- **TASK TO CARRY OUT**
In the entries that follow, which lines hold the string "count"? List them.

Stored entries
[Start of section]
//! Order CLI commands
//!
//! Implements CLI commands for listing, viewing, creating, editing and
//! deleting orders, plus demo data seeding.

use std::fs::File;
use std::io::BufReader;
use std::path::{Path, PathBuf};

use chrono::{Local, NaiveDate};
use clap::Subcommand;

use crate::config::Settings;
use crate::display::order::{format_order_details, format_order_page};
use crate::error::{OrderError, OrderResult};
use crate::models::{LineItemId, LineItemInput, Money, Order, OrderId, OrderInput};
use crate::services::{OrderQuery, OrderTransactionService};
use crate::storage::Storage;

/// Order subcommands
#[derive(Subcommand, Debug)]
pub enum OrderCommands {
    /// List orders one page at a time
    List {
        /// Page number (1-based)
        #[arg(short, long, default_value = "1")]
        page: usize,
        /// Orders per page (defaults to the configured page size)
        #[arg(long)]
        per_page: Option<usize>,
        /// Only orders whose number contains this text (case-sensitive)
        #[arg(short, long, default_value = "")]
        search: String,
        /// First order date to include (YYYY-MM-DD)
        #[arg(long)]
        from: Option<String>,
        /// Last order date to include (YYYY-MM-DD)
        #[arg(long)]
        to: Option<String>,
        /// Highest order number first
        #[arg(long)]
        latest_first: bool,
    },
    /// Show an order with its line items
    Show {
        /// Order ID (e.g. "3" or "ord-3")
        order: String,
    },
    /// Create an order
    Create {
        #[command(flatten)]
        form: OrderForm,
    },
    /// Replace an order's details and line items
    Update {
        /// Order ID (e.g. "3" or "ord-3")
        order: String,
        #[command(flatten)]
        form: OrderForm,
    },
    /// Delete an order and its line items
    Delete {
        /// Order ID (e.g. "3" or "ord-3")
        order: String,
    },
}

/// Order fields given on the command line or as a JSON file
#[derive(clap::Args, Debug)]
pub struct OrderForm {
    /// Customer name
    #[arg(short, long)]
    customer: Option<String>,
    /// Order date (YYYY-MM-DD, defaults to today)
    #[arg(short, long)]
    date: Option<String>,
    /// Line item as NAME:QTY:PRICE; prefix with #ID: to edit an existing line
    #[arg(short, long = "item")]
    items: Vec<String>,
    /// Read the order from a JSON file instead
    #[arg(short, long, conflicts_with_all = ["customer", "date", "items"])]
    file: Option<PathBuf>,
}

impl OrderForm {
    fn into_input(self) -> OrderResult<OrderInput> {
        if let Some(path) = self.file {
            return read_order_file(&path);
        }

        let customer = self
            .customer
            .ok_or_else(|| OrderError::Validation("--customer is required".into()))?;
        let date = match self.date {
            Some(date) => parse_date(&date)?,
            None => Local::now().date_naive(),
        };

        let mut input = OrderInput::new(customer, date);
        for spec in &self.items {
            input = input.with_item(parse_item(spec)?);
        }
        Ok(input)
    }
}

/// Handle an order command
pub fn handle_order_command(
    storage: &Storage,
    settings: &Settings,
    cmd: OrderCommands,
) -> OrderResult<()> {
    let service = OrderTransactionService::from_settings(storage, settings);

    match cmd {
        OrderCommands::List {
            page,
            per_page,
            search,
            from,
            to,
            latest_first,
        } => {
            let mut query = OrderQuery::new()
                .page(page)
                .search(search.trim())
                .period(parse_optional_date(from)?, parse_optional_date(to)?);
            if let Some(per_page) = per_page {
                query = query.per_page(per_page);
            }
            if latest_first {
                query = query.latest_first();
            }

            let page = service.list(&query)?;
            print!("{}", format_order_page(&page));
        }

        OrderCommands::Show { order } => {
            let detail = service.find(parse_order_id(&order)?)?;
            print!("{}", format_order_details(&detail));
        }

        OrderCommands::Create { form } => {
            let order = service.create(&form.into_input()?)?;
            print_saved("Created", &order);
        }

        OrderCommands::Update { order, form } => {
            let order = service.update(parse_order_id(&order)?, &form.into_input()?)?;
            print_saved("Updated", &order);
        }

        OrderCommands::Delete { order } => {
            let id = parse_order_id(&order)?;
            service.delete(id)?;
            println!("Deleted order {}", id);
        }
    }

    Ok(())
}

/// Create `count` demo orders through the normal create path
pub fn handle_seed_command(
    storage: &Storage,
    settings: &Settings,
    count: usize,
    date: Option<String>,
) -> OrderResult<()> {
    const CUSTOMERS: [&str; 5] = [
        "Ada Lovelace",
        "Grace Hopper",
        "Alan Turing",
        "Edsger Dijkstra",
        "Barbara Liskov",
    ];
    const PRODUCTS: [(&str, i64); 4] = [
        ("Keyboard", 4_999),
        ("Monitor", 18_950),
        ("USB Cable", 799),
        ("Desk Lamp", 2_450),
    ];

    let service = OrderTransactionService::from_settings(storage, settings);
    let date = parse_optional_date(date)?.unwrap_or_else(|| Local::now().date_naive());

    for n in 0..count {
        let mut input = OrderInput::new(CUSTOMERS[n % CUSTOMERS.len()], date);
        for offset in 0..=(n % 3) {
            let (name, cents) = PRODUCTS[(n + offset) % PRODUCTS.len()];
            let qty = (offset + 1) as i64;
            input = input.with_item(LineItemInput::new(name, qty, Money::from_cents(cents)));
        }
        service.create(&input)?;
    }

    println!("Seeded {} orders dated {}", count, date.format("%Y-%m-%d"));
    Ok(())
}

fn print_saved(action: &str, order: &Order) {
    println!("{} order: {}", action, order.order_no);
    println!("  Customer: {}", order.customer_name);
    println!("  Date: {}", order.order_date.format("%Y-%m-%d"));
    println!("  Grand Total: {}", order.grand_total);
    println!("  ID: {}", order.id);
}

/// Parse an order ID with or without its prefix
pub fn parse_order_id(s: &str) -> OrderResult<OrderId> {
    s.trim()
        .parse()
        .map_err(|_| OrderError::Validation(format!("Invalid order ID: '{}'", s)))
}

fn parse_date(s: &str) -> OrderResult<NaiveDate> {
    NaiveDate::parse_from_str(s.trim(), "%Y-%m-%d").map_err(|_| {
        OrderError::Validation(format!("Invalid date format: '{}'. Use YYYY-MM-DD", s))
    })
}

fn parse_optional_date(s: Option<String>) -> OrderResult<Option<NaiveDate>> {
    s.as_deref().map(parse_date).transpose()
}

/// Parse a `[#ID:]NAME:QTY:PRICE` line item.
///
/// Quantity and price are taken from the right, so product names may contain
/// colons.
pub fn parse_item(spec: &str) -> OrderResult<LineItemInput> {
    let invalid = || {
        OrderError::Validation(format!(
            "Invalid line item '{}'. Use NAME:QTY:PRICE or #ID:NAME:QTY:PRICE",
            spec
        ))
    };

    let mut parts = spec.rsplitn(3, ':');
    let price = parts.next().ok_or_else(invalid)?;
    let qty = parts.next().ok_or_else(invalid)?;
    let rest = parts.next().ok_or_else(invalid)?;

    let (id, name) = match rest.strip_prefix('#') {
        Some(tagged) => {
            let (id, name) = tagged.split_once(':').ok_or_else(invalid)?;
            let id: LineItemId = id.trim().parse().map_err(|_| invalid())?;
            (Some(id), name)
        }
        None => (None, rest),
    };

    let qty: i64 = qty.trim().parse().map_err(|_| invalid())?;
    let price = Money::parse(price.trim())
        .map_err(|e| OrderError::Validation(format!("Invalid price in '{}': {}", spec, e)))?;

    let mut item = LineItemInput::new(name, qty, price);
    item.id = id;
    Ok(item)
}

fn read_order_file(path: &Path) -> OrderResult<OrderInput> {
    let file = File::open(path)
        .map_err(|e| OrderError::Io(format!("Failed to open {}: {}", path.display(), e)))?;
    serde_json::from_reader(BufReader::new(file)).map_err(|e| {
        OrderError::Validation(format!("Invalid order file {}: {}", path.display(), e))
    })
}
[End of section]
- **RESPONSE FOR THIS EXERCISE**
/// Create `count` demo orders through the normal create path
    count: usize,
    for n in 0..count {
    println!("Seeded {} orders dated {}", count, date.format("%Y-%m-%d"));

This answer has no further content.